» **Directions for this task**: Among the entries below, find each line holding "async" and return it.

(Saved data entries)
- - -

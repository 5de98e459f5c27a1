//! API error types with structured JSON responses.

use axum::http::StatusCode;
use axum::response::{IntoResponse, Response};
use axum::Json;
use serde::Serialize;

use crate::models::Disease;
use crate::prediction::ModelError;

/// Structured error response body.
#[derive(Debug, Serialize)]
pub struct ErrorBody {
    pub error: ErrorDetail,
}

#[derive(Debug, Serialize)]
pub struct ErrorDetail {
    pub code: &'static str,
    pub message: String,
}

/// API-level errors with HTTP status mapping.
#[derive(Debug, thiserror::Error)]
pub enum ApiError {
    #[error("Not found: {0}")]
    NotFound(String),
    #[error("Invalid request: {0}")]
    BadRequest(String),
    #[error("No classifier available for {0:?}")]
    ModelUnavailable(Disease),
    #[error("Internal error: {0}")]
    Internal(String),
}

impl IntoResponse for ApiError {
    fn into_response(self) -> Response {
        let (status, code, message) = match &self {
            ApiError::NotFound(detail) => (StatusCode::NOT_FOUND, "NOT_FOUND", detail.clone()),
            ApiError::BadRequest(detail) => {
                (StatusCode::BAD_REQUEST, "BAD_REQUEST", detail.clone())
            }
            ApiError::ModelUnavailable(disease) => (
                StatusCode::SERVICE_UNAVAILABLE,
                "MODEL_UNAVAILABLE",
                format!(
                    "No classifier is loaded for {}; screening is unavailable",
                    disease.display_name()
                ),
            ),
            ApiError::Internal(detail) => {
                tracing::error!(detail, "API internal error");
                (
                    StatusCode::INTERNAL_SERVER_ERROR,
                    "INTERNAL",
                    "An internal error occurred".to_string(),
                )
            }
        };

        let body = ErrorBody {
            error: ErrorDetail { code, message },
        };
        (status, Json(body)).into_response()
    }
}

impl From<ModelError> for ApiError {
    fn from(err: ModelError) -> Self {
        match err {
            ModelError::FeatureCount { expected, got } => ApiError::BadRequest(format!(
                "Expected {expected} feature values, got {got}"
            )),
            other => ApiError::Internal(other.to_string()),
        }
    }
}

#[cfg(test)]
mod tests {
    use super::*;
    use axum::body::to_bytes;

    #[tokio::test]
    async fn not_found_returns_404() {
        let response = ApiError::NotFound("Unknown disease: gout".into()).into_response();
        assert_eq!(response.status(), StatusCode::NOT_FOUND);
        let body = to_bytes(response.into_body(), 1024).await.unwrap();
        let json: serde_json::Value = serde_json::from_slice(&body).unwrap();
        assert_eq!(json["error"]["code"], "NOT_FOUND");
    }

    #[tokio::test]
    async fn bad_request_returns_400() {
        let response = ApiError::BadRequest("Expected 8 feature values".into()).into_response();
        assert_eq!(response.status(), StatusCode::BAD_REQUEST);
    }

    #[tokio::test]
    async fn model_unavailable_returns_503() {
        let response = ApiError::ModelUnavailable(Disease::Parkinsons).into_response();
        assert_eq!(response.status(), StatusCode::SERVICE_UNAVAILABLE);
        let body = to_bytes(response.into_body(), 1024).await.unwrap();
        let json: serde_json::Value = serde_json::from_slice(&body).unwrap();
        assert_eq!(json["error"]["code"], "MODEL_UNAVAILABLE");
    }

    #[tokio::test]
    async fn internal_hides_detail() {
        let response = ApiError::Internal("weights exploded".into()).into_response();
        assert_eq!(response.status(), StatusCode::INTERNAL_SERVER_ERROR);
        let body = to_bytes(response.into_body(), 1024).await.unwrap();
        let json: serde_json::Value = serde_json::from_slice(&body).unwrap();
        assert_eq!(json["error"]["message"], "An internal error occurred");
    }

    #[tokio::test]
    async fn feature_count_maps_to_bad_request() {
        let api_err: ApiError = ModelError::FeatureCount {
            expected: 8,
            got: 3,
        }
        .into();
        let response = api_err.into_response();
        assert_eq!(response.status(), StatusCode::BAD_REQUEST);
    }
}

- - -

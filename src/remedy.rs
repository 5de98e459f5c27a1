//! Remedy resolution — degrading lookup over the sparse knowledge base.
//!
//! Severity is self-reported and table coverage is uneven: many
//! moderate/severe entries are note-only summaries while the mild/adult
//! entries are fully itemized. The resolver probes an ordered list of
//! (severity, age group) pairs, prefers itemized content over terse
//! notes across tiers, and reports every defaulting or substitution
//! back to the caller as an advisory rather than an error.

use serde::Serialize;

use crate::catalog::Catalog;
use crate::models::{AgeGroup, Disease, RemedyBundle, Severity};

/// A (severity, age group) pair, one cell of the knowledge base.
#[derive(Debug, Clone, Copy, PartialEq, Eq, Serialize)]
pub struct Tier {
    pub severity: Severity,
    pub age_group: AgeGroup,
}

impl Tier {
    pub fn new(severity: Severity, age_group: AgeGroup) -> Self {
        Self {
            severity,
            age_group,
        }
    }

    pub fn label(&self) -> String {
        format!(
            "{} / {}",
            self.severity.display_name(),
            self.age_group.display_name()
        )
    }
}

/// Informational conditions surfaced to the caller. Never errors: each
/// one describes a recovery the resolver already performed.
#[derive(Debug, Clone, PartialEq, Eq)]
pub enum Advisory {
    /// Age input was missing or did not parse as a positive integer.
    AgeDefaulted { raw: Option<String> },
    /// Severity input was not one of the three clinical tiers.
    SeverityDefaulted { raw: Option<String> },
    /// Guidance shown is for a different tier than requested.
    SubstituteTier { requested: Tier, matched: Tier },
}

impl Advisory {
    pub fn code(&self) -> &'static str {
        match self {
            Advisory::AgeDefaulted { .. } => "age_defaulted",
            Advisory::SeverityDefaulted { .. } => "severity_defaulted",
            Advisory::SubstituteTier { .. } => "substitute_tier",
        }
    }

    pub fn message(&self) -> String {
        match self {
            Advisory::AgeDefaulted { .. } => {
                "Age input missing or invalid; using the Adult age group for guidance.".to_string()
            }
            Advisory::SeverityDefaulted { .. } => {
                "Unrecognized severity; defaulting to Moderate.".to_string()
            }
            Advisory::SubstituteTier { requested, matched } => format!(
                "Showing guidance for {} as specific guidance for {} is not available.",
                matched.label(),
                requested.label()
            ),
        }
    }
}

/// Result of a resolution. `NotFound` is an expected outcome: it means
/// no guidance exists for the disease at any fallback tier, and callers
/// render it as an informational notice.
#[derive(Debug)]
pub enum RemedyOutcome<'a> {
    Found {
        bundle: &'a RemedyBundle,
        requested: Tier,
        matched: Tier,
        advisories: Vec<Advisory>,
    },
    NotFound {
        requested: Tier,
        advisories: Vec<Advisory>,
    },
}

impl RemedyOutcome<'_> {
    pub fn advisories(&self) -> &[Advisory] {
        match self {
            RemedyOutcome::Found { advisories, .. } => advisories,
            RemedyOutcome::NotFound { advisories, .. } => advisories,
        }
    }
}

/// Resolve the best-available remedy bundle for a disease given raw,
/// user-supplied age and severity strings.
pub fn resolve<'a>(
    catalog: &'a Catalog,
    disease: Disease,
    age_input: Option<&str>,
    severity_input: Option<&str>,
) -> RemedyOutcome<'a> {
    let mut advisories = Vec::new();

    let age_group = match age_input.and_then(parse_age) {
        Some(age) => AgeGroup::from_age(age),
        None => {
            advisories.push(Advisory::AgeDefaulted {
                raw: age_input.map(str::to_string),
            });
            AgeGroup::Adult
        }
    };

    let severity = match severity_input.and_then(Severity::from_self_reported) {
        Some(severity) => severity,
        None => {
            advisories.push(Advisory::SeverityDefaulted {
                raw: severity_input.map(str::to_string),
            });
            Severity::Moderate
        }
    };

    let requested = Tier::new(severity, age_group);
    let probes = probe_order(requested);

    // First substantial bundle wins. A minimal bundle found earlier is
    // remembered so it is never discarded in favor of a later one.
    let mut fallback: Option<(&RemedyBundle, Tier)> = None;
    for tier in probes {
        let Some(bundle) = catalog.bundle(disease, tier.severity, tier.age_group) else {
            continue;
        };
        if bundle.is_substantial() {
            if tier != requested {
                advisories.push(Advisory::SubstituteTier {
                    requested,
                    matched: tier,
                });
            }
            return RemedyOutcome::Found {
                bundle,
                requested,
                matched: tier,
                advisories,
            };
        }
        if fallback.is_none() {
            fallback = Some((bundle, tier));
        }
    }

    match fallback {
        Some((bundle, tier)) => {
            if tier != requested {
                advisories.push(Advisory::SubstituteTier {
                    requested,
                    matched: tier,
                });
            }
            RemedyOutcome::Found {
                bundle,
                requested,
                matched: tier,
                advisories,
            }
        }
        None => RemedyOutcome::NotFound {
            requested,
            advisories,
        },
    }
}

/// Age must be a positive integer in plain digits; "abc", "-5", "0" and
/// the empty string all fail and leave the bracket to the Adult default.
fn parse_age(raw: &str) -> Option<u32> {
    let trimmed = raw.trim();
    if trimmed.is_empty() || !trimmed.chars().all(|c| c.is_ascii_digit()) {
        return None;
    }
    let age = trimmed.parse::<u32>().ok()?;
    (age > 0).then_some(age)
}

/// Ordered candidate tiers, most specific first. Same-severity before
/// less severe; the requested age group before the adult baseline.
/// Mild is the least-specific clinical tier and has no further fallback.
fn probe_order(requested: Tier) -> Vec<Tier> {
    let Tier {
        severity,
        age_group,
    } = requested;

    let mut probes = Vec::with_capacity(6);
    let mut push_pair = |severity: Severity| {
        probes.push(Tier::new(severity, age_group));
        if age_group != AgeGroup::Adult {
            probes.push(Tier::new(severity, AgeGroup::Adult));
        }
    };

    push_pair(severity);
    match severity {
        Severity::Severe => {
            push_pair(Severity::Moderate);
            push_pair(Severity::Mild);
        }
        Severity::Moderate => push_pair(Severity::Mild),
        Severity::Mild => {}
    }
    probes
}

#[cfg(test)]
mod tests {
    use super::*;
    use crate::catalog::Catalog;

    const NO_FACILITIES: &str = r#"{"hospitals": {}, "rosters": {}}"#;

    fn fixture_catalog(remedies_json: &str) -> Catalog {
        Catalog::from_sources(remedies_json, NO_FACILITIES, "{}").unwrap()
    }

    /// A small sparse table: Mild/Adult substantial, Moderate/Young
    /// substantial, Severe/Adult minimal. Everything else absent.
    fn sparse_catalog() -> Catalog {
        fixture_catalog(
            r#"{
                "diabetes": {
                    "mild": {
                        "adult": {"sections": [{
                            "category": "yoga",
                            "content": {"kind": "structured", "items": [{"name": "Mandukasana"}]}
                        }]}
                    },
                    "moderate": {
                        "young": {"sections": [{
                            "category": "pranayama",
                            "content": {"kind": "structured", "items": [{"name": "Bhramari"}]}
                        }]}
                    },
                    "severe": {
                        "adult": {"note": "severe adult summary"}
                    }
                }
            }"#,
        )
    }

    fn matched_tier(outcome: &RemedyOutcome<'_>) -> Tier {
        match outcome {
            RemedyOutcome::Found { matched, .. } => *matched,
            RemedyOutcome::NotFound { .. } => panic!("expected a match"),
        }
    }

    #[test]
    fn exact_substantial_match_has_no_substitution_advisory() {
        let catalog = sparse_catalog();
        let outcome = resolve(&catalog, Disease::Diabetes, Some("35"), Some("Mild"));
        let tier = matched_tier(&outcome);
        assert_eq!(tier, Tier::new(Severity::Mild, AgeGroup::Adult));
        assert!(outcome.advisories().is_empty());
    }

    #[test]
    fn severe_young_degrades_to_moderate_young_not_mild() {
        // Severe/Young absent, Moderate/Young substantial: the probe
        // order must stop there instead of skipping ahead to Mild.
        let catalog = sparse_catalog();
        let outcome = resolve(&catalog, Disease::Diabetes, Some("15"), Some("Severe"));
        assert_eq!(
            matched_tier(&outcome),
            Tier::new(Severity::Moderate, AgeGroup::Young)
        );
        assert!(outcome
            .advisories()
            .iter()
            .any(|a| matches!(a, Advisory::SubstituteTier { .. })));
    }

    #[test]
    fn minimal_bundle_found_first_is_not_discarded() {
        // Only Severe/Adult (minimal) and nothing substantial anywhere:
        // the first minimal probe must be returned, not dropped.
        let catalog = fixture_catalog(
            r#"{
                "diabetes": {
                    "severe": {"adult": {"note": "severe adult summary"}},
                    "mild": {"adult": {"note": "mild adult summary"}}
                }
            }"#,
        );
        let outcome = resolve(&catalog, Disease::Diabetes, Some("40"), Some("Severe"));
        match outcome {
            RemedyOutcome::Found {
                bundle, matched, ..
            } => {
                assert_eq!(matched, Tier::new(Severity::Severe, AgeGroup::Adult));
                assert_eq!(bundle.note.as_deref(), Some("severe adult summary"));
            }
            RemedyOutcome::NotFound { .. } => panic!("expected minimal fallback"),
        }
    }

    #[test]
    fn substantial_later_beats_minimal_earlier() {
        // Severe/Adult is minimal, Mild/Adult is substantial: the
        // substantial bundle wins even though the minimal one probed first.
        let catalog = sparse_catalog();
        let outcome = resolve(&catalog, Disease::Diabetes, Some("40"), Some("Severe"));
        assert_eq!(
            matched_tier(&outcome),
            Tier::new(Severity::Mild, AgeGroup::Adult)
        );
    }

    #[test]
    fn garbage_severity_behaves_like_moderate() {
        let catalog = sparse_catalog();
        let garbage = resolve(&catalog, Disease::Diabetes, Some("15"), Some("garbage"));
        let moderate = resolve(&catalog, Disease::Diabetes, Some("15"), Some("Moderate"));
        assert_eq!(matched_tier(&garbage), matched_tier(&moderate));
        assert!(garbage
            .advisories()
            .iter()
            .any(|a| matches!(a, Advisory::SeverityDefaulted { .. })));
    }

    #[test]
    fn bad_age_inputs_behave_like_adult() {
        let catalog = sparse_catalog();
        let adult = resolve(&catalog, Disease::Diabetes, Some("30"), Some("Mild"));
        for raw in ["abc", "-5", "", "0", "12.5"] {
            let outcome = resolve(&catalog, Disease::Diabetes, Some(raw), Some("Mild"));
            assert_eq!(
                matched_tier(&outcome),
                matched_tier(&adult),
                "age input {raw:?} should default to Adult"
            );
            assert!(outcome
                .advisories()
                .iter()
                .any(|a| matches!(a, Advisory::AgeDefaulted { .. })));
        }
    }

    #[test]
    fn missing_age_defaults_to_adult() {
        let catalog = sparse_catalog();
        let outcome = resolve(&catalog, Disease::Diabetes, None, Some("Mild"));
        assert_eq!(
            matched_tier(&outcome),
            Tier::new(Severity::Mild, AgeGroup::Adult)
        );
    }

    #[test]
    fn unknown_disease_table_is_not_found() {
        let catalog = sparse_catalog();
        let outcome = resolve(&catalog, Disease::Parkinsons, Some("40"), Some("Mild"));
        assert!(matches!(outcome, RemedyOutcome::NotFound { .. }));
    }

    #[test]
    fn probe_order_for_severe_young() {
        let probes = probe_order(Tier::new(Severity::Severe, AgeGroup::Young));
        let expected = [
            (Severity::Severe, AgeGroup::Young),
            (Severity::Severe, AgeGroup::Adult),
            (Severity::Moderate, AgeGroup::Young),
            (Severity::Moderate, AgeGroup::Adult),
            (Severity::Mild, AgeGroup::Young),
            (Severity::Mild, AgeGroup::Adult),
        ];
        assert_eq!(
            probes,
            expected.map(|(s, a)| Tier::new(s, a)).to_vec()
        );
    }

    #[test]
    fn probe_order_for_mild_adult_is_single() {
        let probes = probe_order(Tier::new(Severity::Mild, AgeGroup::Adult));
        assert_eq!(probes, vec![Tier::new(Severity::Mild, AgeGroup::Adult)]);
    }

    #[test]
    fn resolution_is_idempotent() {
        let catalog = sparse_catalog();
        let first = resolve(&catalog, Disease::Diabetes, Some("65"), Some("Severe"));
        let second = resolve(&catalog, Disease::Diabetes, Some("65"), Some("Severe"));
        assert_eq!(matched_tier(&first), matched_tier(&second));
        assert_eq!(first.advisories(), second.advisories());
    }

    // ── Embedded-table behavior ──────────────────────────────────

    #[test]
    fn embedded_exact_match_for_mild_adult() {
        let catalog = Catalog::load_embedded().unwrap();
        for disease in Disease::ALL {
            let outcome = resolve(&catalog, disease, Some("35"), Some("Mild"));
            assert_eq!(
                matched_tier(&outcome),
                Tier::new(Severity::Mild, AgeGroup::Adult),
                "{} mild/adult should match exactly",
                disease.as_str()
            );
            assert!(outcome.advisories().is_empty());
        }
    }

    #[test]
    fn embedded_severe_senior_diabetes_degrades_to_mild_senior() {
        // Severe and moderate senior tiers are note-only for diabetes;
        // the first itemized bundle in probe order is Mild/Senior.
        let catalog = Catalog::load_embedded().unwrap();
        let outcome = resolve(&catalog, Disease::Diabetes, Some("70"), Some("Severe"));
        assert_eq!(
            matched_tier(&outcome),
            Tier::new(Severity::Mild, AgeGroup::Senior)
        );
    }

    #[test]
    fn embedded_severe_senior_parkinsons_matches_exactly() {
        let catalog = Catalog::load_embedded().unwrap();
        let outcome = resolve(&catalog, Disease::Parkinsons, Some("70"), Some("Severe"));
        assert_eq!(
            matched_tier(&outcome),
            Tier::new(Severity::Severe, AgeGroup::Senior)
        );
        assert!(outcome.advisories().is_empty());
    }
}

- - -

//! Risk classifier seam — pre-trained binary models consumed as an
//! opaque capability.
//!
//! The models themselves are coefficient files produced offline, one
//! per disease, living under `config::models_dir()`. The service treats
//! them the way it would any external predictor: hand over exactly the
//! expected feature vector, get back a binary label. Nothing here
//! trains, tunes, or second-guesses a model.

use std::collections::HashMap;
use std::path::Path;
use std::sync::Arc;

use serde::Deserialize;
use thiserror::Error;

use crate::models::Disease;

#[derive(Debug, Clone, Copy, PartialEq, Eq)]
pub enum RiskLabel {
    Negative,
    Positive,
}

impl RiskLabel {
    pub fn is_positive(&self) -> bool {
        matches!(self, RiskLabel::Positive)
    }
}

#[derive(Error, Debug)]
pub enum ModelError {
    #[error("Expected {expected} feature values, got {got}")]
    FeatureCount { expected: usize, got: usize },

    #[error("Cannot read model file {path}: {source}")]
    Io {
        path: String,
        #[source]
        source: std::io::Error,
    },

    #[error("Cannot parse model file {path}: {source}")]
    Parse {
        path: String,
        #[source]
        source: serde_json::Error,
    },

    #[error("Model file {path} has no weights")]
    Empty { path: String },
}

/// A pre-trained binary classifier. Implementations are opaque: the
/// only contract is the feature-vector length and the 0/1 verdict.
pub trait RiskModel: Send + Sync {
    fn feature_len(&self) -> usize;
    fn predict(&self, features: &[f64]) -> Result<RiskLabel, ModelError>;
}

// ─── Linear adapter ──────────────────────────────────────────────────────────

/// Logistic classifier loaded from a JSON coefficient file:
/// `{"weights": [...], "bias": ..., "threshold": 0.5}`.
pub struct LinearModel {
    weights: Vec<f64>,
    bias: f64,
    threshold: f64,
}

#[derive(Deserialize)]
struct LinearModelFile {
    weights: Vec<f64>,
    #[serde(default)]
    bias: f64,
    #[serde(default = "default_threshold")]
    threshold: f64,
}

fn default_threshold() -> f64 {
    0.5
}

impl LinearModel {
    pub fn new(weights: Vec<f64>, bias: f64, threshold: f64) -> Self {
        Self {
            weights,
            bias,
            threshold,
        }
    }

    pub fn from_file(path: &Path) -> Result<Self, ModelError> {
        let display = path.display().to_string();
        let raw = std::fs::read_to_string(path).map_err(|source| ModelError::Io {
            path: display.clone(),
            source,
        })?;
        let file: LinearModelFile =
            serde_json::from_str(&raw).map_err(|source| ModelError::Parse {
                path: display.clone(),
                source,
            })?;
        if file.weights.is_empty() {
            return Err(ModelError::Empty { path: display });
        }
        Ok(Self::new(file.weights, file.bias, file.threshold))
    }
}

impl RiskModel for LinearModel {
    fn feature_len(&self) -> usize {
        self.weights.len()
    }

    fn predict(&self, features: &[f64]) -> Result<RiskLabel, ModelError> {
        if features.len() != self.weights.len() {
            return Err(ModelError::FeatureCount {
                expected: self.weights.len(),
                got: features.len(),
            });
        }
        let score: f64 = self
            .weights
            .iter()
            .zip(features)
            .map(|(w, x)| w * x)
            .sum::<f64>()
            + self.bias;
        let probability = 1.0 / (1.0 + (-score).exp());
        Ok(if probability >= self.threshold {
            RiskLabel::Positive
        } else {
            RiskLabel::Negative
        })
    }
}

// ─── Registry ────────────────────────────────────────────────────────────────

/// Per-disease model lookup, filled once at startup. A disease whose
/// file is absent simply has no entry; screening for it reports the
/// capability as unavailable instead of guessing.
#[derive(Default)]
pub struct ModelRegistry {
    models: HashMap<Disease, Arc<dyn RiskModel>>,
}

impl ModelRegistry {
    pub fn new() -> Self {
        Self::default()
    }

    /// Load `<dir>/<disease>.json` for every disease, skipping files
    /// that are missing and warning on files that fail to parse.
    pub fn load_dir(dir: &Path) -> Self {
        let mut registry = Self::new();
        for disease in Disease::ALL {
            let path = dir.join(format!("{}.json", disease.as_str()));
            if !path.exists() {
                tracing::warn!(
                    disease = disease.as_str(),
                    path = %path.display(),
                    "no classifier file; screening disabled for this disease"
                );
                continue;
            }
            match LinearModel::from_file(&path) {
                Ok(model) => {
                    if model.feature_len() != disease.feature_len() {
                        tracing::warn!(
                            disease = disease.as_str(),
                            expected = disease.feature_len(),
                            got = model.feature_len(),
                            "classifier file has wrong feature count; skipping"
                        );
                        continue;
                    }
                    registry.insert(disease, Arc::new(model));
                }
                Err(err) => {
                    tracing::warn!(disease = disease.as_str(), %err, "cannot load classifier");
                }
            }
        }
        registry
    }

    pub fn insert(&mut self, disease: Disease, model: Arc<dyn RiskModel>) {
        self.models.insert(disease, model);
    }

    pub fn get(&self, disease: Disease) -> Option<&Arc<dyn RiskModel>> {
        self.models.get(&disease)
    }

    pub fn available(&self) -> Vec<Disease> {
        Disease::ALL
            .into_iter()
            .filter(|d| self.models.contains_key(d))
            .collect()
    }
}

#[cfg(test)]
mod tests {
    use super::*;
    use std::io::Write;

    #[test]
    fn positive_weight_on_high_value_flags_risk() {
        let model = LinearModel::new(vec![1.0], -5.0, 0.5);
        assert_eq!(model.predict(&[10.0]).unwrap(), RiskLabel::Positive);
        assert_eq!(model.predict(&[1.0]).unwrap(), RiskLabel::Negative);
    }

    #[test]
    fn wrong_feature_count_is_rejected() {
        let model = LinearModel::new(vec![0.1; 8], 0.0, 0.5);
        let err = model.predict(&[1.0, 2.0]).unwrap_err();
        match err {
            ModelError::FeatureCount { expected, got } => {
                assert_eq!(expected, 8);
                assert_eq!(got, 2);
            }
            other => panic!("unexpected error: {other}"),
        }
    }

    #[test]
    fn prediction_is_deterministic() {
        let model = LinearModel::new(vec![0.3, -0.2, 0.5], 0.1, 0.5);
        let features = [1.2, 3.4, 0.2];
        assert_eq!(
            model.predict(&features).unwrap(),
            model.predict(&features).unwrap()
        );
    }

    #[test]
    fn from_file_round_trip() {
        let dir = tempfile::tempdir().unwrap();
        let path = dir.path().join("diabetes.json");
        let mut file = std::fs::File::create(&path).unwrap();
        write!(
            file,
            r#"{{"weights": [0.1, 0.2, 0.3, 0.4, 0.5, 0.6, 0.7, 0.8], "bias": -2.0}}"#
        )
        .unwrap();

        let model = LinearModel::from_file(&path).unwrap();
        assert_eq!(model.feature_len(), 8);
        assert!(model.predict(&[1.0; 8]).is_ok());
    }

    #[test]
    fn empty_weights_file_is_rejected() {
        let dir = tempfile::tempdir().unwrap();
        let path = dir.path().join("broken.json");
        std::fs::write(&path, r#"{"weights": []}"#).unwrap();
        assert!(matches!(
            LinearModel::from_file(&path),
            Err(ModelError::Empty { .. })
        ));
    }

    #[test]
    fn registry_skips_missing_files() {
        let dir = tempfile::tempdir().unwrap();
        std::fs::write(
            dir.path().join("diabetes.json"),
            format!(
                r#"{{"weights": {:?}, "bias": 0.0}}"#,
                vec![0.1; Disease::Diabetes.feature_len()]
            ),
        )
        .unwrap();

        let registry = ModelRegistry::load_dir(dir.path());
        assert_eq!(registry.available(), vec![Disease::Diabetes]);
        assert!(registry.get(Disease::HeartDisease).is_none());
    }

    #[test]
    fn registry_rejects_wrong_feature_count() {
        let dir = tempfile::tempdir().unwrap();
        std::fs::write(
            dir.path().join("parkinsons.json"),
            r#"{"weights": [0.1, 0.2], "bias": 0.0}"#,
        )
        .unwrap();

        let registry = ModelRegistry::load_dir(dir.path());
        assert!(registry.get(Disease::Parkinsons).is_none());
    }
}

- - -

» **Answer box**:
    async fn not_found_returns_404() {
    async fn bad_request_returns_400() {
    async fn model_unavailable_returns_503() {
    async fn internal_hides_detail() {
    async fn feature_count_maps_to_bad_request() {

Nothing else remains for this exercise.